No es que quiera parecer trágico ni dar lástima, pero es inevitable, o tal vez desertor, volver a escribir para todos cuando no se le puede decir a un alguien en particular.
Son dos días ya de aburrimiento, son dos días ya de cuestionamientos al hecho de estar acá, de la inamovilidad más que nada, en Santiago (cosa que creía superada), y no sólo por la distancia si no por el objetivo, la razón de ser de estar acá. Lo inteligente ahora me parece sumamente aburrido; el proyecto de intelectualidad juvenil me parece agotado; me di cuenta de esto cuando dejé de estudiar porque creía que era “importante” y me vi haciéndolo por inercia. Hoy, no es la inercia ni el deber. Así se deja la teoría y se retoma la novela y la poesía… ¡todo bien, dirán!, al carajo.
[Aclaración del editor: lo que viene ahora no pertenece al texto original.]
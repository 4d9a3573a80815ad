//! Persistence seam for plans and progress
//!
//! The engine never touches storage directly: the host injects a
//! [`Repository`] and owns its lifecycle. [`JsonFileStore`] backs the CLI,
//! [`MemoryStore`] backs tests and embedders that persist elsewhere.

use crate::core::error::{CurriculumError, Result};
use serde::de::DeserializeOwned;
use serde::{Deserialize, Serialize};
use std::collections::BTreeMap;
use std::fs;
use std::io::ErrorKind;
use std::path::{Path, PathBuf};

/// Completed course ids per curriculum name
#[derive(Debug, Clone, Default, PartialEq, Eq, Serialize, Deserialize)]
#[serde(transparent)]
pub struct CompletedSet(BTreeMap<String, Vec<String>>);

impl CompletedSet {
    /// Create an empty completed-set
    #[must_use]
    pub fn new() -> Self {
        Self::default()
    }

    /// Completed ids for a curriculum (empty if none were recorded)
    #[must_use]
    pub fn for_curriculum(&self, curriculum: &str) -> &[String] {
        self.0.get(curriculum).map_or(&[], Vec::as_slice)
    }

    /// Whether `course_id` is completed in `curriculum`
    #[must_use]
    pub fn contains(&self, curriculum: &str, course_id: &str) -> bool {
        self.for_curriculum(curriculum).iter().any(|id| id == course_id)
    }

    /// Replace the completed ids of a curriculum
    pub fn set(&mut self, curriculum: &str, course_ids: Vec<String>) {
        self.0.insert(curriculum.to_string(), course_ids);
    }

    /// Forget all progress of a curriculum
    pub fn clear(&mut self, curriculum: &str) -> bool {
        self.0.remove(curriculum).is_some()
    }

    /// Curriculum names with recorded progress
    pub fn curricula(&self) -> impl Iterator<Item = &str> {
        self.0.keys().map(String::as_str)
    }
}

/// Load/save access to one persisted document
pub trait Repository<T> {
    /// Load the document; `Ok(None)` when nothing has been stored yet
    ///
    /// # Errors
    /// Returns an error if the stored document exists but cannot be read or parsed.
    fn load(&self) -> Result<Option<T>>;

    /// Replace the stored document
    ///
    /// # Errors
    /// Returns an error if the document cannot be written.
    fn save(&mut self, value: &T) -> Result<()>;
}

/// Stores a document as pretty-printed JSON in a single file
#[derive(Debug, Clone)]
pub struct JsonFileStore {
    path: PathBuf,
}

impl JsonFileStore {
    /// Create a store backed by `path`; the file is created on first save
    #[must_use]
    pub fn new(path: impl Into<PathBuf>) -> Self {
        Self { path: path.into() }
    }

    /// File backing this store
    #[must_use]
    pub fn path(&self) -> &Path {
        &self.path
    }

    fn staging_path(&self) -> PathBuf {
        let mut name = self
            .path
            .file_name()
            .map(std::ffi::OsStr::to_os_string)
            .unwrap_or_default();
        name.push(".tmp");
        self.path.with_file_name(name)
    }

    fn store_error(&self, source: std::io::Error) -> CurriculumError {
        CurriculumError::Store {
            path: self.path.clone(),
            source,
        }
    }
}

impl<T: Serialize + DeserializeOwned> Repository<T> for JsonFileStore {
    fn load(&self) -> Result<Option<T>> {
        let content = match fs::read_to_string(&self.path) {
            Ok(content) => content,
            Err(e) if e.kind() == ErrorKind::NotFound => return Ok(None),
            Err(e) => return Err(self.store_error(e)),
        };
        if content.trim().is_empty() {
            return Ok(None);
        }
        Ok(Some(serde_json::from_str(&content)?))
    }

    fn save(&mut self, value: &T) -> Result<()> {
        if let Some(parent) = self.path.parent() {
            fs::create_dir_all(parent).map_err(|e| self.store_error(e))?;
        }
        let json = serde_json::to_string_pretty(value)?;

        // stage beside the target, then swap it in
        let staging = self.staging_path();
        fs::write(&staging, json).map_err(|e| self.store_error(e))?;
        fs::rename(&staging, &self.path).map_err(|e| {
            let _ = fs::remove_file(&staging);
            self.store_error(e)
        })
    }
}

/// Keeps the document in memory
#[derive(Debug, Clone, Default)]
pub struct MemoryStore<T> {
    value: Option<T>,
    saves: usize,
}

impl<T> MemoryStore<T> {
    /// Create an empty store
    #[must_use]
    pub const fn new() -> Self {
        Self {
            value: None,
            saves: 0,
        }
    }

    /// Create a store that already holds `value`
    #[must_use]
    pub const fn with_value(value: T) -> Self {
        Self {
            value: Some(value),
            saves: 0,
        }
    }

    /// Number of times [`Repository::save`] was called
    #[must_use]
    pub const fn save_count(&self) -> usize {
        self.saves
    }

    /// The stored value, if any
    #[must_use]
    pub const fn value(&self) -> Option<&T> {
        self.value.as_ref()
    }
}

impl<T: Clone> Repository<T> for MemoryStore<T> {
    fn load(&self) -> Result<Option<T>> {
        Ok(self.value.clone())
    }

    fn save(&mut self, value: &T) -> Result<()> {
        self.value = Some(value.clone());
        self.saves += 1;
        Ok(())
    }
}
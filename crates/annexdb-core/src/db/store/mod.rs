mod codec;

pub(crate) use codec::{decode_row, encode_row};

use crate::traits::EntityIdentity;
use std::collections::BTreeMap;
use thiserror::Error as ThisError;

///
/// StoreError
///

#[derive(Debug, ThisError)]
pub enum StoreError {
    #[error("entity '{0}' is not registered")]
    EntityNotRegistered(&'static str),

    #[error("entity '{0}' is registered with a different row type")]
    StoreTypeMismatch(&'static str),

    #[error("duplicate primary key {key} (entity {entity})")]
    DuplicateKey { entity: &'static str, key: String },

    #[error("failed to encode row (entity {entity}): {message}")]
    EncodeFailed { entity: &'static str, message: String },

    #[error("corrupt row (entity {entity}): {message}")]
    Corrupt { entity: &'static str, message: String },
}

///
/// EntityRows
///
/// Serialized rows of one entity, keyed by primary key.
/// Scan order is key order, which is the engine's natural row order.
///

#[derive(Debug)]
pub struct EntityRows<E: EntityIdentity> {
    rows: BTreeMap<E::Key, Vec<u8>>,
}

impl<E: EntityIdentity> EntityRows<E> {
    #[must_use]
    pub(crate) const fn new() -> Self {
        Self {
            rows: BTreeMap::new(),
        }
    }

    #[must_use]
    pub fn len(&self) -> usize {
        self.rows.len()
    }

    #[must_use]
    pub fn is_empty(&self) -> bool {
        self.rows.is_empty()
    }

    #[must_use]
    pub fn contains_key(&self, key: &E::Key) -> bool {
        self.rows.contains_key(key)
    }

    pub(crate) fn insert(&mut self, key: E::Key, bytes: Vec<u8>) -> Result<(), StoreError> {
        if self.rows.contains_key(&key) {
            return Err(StoreError::DuplicateKey {
                entity: E::ENTITY_NAME,
                key: format!("{key:?}"),
            });
        }

        self.rows.insert(key, bytes);

        Ok(())
    }

    pub(crate) fn replace(&mut self, key: E::Key, bytes: Vec<u8>) {
        self.rows.insert(key, bytes);
    }

    pub(crate) fn remove(&mut self, key: &E::Key) -> bool {
        self.rows.remove(key).is_some()
    }

    /// Iterate serialized rows in key order.
    pub(crate) fn iter(&self) -> impl Iterator<Item = (&E::Key, &Vec<u8>)> {
        self.rows.iter()
    }
}

impl<E: EntityIdentity> Default for EntityRows<E> {
    fn default() -> Self {
        Self::new()
    }
}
Una vez, el segundo año que estaba en Santiago, empecé a leer “Mujeres” de C. Bukowski, bebí más de lo útil para ambientar y menos de lo necesario para morir y no dormí hasta que lo terminé. Al otro día desperté sobre el sillón sin saber ni mierda de qué había pasado, ni menos de qué se trataba el libro. No es que me haya vuelto a pasar, pero es que no quiero sentir, como siento ahora, “dentro”, ese miedo de despertar con el “Proyecto de obras completas” de Lira en el rostro, no reconocer mi pieza.